I use Java daily and though there's undoubtedly room for improvement (I'm looking forward to when tooling better supports stuff added in Java 8), I think a lot of the negativity that surrounds it is undeserved. There's definitely bloated XML-infested frameworks out there but the core's a real workhorse.



Some pruning is planned for Java 9, at least is was announced so at Java One last year.


It's not just the JDK that needs pruning, though. It's the ecosystem of third party libraries, and the millions of pages on blogs and StackOverflow (and shudder JavaRanch) that contain bad, outdated advice, following which will make people hate Java.


Yeah, as an obsessive newbie/student, I can attest that JavaRanch is almost enough to put you off Java forever...


> old, outdated info out there

I'd love it if the JDK had a "learner mode" that disabled interned string literals.

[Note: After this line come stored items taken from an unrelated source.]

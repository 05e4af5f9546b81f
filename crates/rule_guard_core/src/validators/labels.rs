//! Checks over rule labels.

use async_trait::async_trait;
use prometheus_client::PrometheusClient;
use regex::Regex;
use serde::Deserialize;

use crate::errors::ConfigError;
use crate::rulefile::{Rule, RuleGroup};
use crate::validator::{decode_params, Validator, ValidatorConfig};

#[cfg(test)]
#[path = "labels_tests.rs"]
mod tests;

#[derive(Debug, Deserialize)]
#[serde(deny_unknown_fields)]
struct LabelListParams {
    labels: Vec<String>,
}

/// Requires every listed label to be present on the rule.
#[derive(Debug)]
pub struct HasLabels {
    labels: Vec<String>,
}

impl HasLabels {
    pub(crate) fn from_config(config: &ValidatorConfig) -> Result<Self, ConfigError> {
        let params: LabelListParams = decode_params("hasLabels", &config.params)?;
        Ok(Self {
            labels: params.labels,
        })
    }
}

#[async_trait]
impl Validator for HasLabels {
    fn name(&self) -> &'static str {
        "hasLabels"
    }

    fn describe(&self) -> String {
        format!("has all of the labels: {}", self.labels.join(", "))
    }

    async fn validate(
        &self,
        _group: &RuleGroup,
        rule: Option<&Rule>,
        _client: Option<&PrometheusClient>,
    ) -> Vec<String> {
        let Some(rule) = rule else {
            return Vec::new();
        };
        self.labels
            .iter()
            .filter(|label| !rule.labels.contains_key(*label))
            .map(|label| format!("missing label `{label}`"))
            .collect()
    }
}

/// Requires at least one of the listed labels to be present on the rule.
#[derive(Debug)]
pub struct HasAnyOfLabels {
    labels: Vec<String>,
}

impl HasAnyOfLabels {
    pub(crate) fn from_config(config: &ValidatorConfig) -> Result<Self, ConfigError> {
        let params: LabelListParams = decode_params("hasAnyOfLabels", &config.params)?;
        Ok(Self {
            labels: params.labels,
        })
    }
}

#[async_trait]
impl Validator for HasAnyOfLabels {
    fn name(&self) -> &'static str {
        "hasAnyOfLabels"
    }

    fn describe(&self) -> String {
        format!("has at least one of the labels: {}", self.labels.join(", "))
    }

    async fn validate(
        &self,
        _group: &RuleGroup,
        rule: Option<&Rule>,
        _client: Option<&PrometheusClient>,
    ) -> Vec<String> {
        let Some(rule) = rule else {
            return Vec::new();
        };
        if self
            .labels
            .iter()
            .any(|label| rule.labels.contains_key(label))
        {
            Vec::new()
        } else {
            vec![format!(
                "missing all of the labels: {}",
                self.labels.join(", ")
            )]
        }
    }
}

#[derive(Debug, Deserialize)]
#[serde(deny_unknown_fields)]
struct LabelMatchesRegexpParams {
    label: String,
    regexp: String,
}

/// Requires a label's value, when the label is present, to match a regular
/// expression.
#[derive(Debug)]
pub struct LabelMatchesRegexp {
    label: String,
    regexp: Regex,
}

impl LabelMatchesRegexp {
    pub(crate) fn from_config(config: &ValidatorConfig) -> Result<Self, ConfigError> {
        let params: LabelMatchesRegexpParams = decode_params("labelMatchesRegexp", &config.params)?;
        let regexp = Regex::new(&params.regexp).map_err(|err| ConfigError::InvalidParams {
            validator_type: "labelMatchesRegexp".to_string(),
            reason: err.to_string(),
        })?;
        Ok(Self {
            label: params.label,
            regexp,
        })
    }
}

#[async_trait]
impl Validator for LabelMatchesRegexp {
    fn name(&self) -> &'static str {
        "labelMatchesRegexp"
    }

    fn describe(&self) -> String {
        format!(
            "label `{}` matches the regular expression `{}`",
            self.label, self.regexp
        )
    }

    async fn validate(
        &self,
        _group: &RuleGroup,
        rule: Option<&Rule>,
        _client: Option<&PrometheusClient>,
    ) -> Vec<String> {
        let Some(rule) = rule else {
            return Vec::new();
        };
        match rule.labels.get(&self.label) {
            Some(value) if !self.regexp.is_match(value) => vec![format!(
                "label `{}` value `{}` does not match `{}`",
                self.label, value, self.regexp
            )],
            _ => Vec::new(),
        }
    }
}

#[derive(Debug, Deserialize)]
#[serde(deny_unknown_fields)]
struct LabelHasAllowedValueParams {
    label: String,
    #[serde(rename = "allowedValues")]
    allowed_values: Vec<String>,
    /// Treat the label value as a CSV list and check every element.
    #[serde(default, rename = "commaSeparatedValue")]
    comma_separated_value: bool,
}

/// Requires a label's value, when the label is present, to come from a fixed
/// allow-list.
#[derive(Debug)]
pub struct LabelHasAllowedValue {
    label: String,
    allowed_values: Vec<String>,
    comma_separated_value: bool,
}

impl LabelHasAllowedValue {
    pub(crate) fn from_config(config: &ValidatorConfig) -> Result<Self, ConfigError> {
        let params: LabelHasAllowedValueParams =
            decode_params("labelHasAllowedValue", &config.params)?;
        Ok(Self {
            label: params.label,
            allowed_values: params.allowed_values,
            comma_separated_value: params.comma_separated_value,
        })
    }
}

#[async_trait]
impl Validator for LabelHasAllowedValue {
    fn name(&self) -> &'static str {
        "labelHasAllowedValue"
    }

    fn describe(&self) -> String {
        format!(
            "label `{}` has one of the allowed values: {}",
            self.label,
            self.allowed_values.join(", ")
        )
    }

    async fn validate(
        &self,
        _group: &RuleGroup,
        rule: Option<&Rule>,
        _client: Option<&PrometheusClient>,
    ) -> Vec<String> {
        let Some(rule) = rule else {
            return Vec::new();
        };
        let Some(value) = rule.labels.get(&self.label) else {
            return Vec::new();
        };

        let candidates: Vec<&str> = if self.comma_separated_value {
            value.split(',').map(str::trim).collect()
        } else {
            vec![value.as_str()]
        };
        candidates
            .into_iter()
            .filter(|candidate| !self.allowed_values.iter().any(|v| v == candidate))
            .map(|candidate| {
                format!(
                    "label `{}` value `{}` is not one of the allowed values: {}",
                    self.label,
                    candidate,
                    self.allowed_values.join(", ")
                )
            })
            .collect()
    }
}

Then newbies experimenting with `assert(str1 == str2)` wouldn't leap to false conclusions.


== should never have been used for that method, which is very rarely what you want. The right thing is probably to deprecate == on nonprimitive types, replacing it with a longer name that's clearer about what it means.


Or make == call .equals and add a .referenceEquals method for the case where you actually want to check for reference equality.

This is what Scala and C# do.


That would indeed be nice, but is incompatible with Java's approach to backwards compatibility.